Stored data entries
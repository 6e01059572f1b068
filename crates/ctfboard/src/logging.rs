//! Logging configuration for ctfboard.
//!
//! Sets up the tracing subscriber used by the `ctfboard` binary. Log output
//! goes to stderr so it never interleaves with rendered tables on stdout.

use tracing::Level;
use tracing_subscriber::{fmt, prelude::*, EnvFilter};

/// Verbosity level for logging output.
#[derive(Debug, Clone, Copy, PartialEq, Eq, Default)]
pub enum Verbosity {
    /// Suppress all output except errors.
    Quiet,
    /// Warnings and errors only. Keeps interactive output clean.
    #[default]
    Normal,
    /// Mutations and loads (info and above).
    Verbose,
    /// Everything, including no-op decisions (debug and above).
    Trace,
}

impl Verbosity {
    /// Convert verbosity to tracing level filter.
    #[must_use]
    pub fn to_level_filter(&self) -> Level {
        match self {
            Self::Quiet => Level::ERROR,
            Self::Normal => Level::WARN,
            Self::Verbose => Level::INFO,
            Self::Trace => Level::DEBUG,
        }
    }
}

/// Initialize the logging system.
///
/// This should be called once at application startup. The `RUST_LOG`
/// environment variable takes precedence over `verbosity`.
///
/// # Examples
///
/// ```no_run
/// use ctfboard::{init_logging, logging::Verbosity};
///
/// init_logging(Verbosity::Verbose);
/// ```
pub fn init_logging(verbosity: Verbosity) {
    let default_filter = format!("ctfboard={}", verbosity.to_level_filter());

    let env_filter = EnvFilter::try_from_default_env()
        .unwrap_or_else(|_| EnvFilter::new(&default_filter));

    let subscriber = tracing_subscriber::registry().with(env_filter).with(
        fmt::layer()
            .with_writer(std::io::stderr)
            .with_target(true)
            .with_thread_ids(false)
            .with_file(false)
            .with_line_number(false),
    );

    // Ignore the error if a subscriber is already installed
    let _ = subscriber.try_init();
}

/// Initialize logging for tests.
#[cfg(test)]
pub fn init_test_logging() {
    let _ = tracing_subscriber::fmt()
        .with_env_filter("warn")
        .with_test_writer()
        .try_init();
}
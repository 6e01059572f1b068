//! Schema versioning for the `SQLite` record store.

use rusqlite::Connection;

use crate::error::{Error, Result};

use super::schema::SCHEMA_STATEMENTS;

/// The current schema version.
pub const CURRENT_VERSION: i32 = 1;

/// Key used to store the schema version in the metadata table.
const VERSION_KEY: &str = "schema_version";

/// A single upgrade step, applied to reach `version`.
type Migration = fn(&Connection) -> Result<()>;

/// Upgrade steps indexed by the version they produce.
const MIGRATIONS: &[(i32, Migration)] = &[(1, migrate_v1)];

/// Create the base schema and bring it up to [`CURRENT_VERSION`].
///
/// # Errors
///
/// Returns an error if schema creation fails, the stored version is
/// unreadable, or the stored version is newer than this build understands.
pub fn initialize_schema(conn: &Connection) -> Result<()> {
    for statement in SCHEMA_STATEMENTS {
        conn.execute(statement, [])?;
    }

    let version = schema_version(conn)?;
    if version > CURRENT_VERSION {
        return Err(Error::DatabaseMigration {
            message: format!(
                "database schema version {version} is newer than supported version {CURRENT_VERSION}"
            ),
        });
    }

    for next in (version + 1)..=CURRENT_VERSION {
        run_migration(conn, next)?;
        set_schema_version(conn, next)?;
        tracing::debug!(version = next, "applied schema migration");
    }

    Ok(())
}

/// Read the schema version, 0 for a fresh database.
fn schema_version(conn: &Connection) -> Result<i32> {
    let result: std::result::Result<String, rusqlite::Error> = conn.query_row(
        "SELECT value FROM metadata WHERE key = ?1",
        [VERSION_KEY],
        |row| row.get(0),
    );

    match result {
        Ok(value) => value.parse().map_err(|_| Error::DatabaseMigration {
            message: format!("invalid schema version: {value}"),
        }),
        Err(rusqlite::Error::QueryReturnedNoRows) => Ok(0),
        Err(e) => Err(e.into()),
    }
}

fn set_schema_version(conn: &Connection, version: i32) -> Result<()> {
    conn.execute(
        "INSERT OR REPLACE INTO metadata (key, value) VALUES (?1, ?2)",
        (VERSION_KEY, version.to_string()),
    )?;
    Ok(())
}

fn run_migration(conn: &Connection, version: i32) -> Result<()> {
    let (_, migration) = MIGRATIONS
        .iter()
        .find(|(v, _)| *v == version)
        .ok_or_else(|| Error::DatabaseMigration {
            message: format!("unknown migration version: {version}"),
        })?;
    migration(conn)
}

/// Version 1 is the base schema; nothing to change.
#[allow(clippy::unnecessary_wraps)]
fn migrate_v1(_conn: &Connection) -> Result<()> {
    Ok(())
}
//! Reservation time window.

use serde::Serialize;

use crate::clock;
use crate::error::WindowError;
use crate::obligation::OBLIGATION_HORIZON;
use crate::Timestamp;

/// Lifecycle stage of a window relative to some point in time.
#[derive(Debug, Clone, Copy, PartialEq, Eq, Serialize)]
pub enum WindowState {
    /// Commence time has not been reached.
    Pending,
    /// Between commence and expiry.
    Active,
    /// At or past the expiry time.
    Expired,
}

impl std::fmt::Display for WindowState {
    fn fmt(&self, f: &mut std::fmt::Formatter<'_>) -> std::fmt::Result {
        match self {
            WindowState::Pending => write!(f, "PENDING"),
            WindowState::Active => write!(f, "ACTIVE"),
            WindowState::Expired => write!(f, "EXPIRED"),
        }
    }
}

/// The `[commence, expiry)` span of a reservation.
///
/// Construction vets the span: a commence time in the past is silently
/// clamped forward to now, an expiry at or before the adjusted commence
/// or past the obligation horizon is rejected.
///
/// Predicates take `now` explicitly so callers and tests control the
/// clock; the reservation manager passes the wall clock through.
#[derive(Debug, Clone, Copy, PartialEq, Eq, Serialize)]
pub struct Window {
    commence: Timestamp,
    expiry: Timestamp,
}

impl Window {
    /// Vets and creates a window against the wall clock.
    pub fn new(commence: Timestamp, expiry: Timestamp) -> Result<Self, WindowError> {
        Self::vet(clock::unix_now(), commence, expiry)
    }

    /// Vets and creates a window against the given current time.
    pub fn vet(now: Timestamp, commence: Timestamp, expiry: Timestamp) -> Result<Self, WindowError> {
        let commence = commence.max(now);

        if expiry <= commence {
            return Err(WindowError::Expired { now, expiry });
        }
        if expiry > OBLIGATION_HORIZON {
            return Err(WindowError::BeyondHorizon { expiry });
        }

        Ok(Self { commence, expiry })
    }

    /// Commence time.
    pub fn commence(&self) -> Timestamp {
        self.commence
    }

    /// Expiry time.
    pub fn expiry(&self) -> Timestamp {
        self.expiry
    }

    /// Commence and expiry as a pair.
    pub fn values(&self) -> (Timestamp, Timestamp) {
        (self.commence, self.expiry)
    }

    /// Moves the expiry by `n` seconds. A negative adjustment never pulls
    /// the expiry before now.
    pub fn extend_by(&mut self, n: Timestamp) {
        self.expiry += n;
        if n < 0 {
            let now = clock::unix_now();
            if self.expiry < now {
                self.expiry = now;
            }
        }
    }

    /// Forces the expiry, even into the past.
    pub fn set_expiry(&mut self, t: Timestamp) {
        self.expiry = t;
    }

    /// True once `now` reaches the expiry time.
    pub fn is_expired(&self, now: Timestamp) -> bool {
        now >= self.expiry
    }

    /// True while `now` is before the commence time.
    pub fn is_pending(&self, now: Timestamp) -> bool {
        now < self.commence
    }

    /// True while `now` lies strictly inside the window.
    pub fn is_active(&self, now: Timestamp) -> bool {
        self.commence < now && self.expiry > now
    }

    /// True if the window commences within the next `within` seconds.
    pub fn is_active_soon(&self, now: Timestamp, within: Timestamp) -> bool {
        self.commence >= now && self.commence <= now + within
    }

    /// True if the window commenced within the last `within` seconds and
    /// has not expired.
    pub fn commenced_recently(&self, now: Timestamp, within: Timestamp) -> bool {
        self.commence >= now - within && self.commence <= now && self.expiry > now
    }

    /// True if the window expired within the last `within` seconds.
    pub fn concluded_recently(&self, now: Timestamp, within: Timestamp) -> bool {
        self.expiry < now && self.expiry >= now - within
    }

    /// True if the window expired at least `within` seconds ago and can be
    /// discarded.
    pub fn is_extinct(&self, now: Timestamp, within: Timestamp) -> bool {
        self.expiry <= now - within
    }

    /// True if the two windows share any time. Windows that only touch at
    /// an endpoint do not overlap.
    pub fn overlaps(&self, other: &Window) -> bool {
        (other.commence >= self.commence && other.commence < self.expiry)
            || (other.expiry > self.commence && other.expiry <= self.expiry)
            || (other.commence <= self.commence && other.expiry >= self.expiry)
    }

    /// Lifecycle state at the given time.
    pub fn state(&self, now: Timestamp) -> WindowState {
        if now >= self.expiry {
            WindowState::Expired
        } else if now < self.commence {
            WindowState::Pending
        } else {
            WindowState::Active
        }
    }
}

> [The task]
Your answer should be the lines above from the one containing "only touch at" through the one containing "pub fn state(&self, now: Timestamp)", copied exactly and with both ends kept.

> [Response]
    /// True if the two windows share any time. Windows that only touch at
    /// an endpoint do not overlap.
    pub fn overlaps(&self, other: &Window) -> bool {
        (other.commence >= self.commence && other.commence < self.expiry)
            || (other.expiry > self.commence && other.expiry <= self.expiry)
            || (other.commence <= self.commence && other.expiry >= self.expiry)
    }

    /// Lifecycle state at the given time.
    pub fn state(&self, now: Timestamp) -> WindowState {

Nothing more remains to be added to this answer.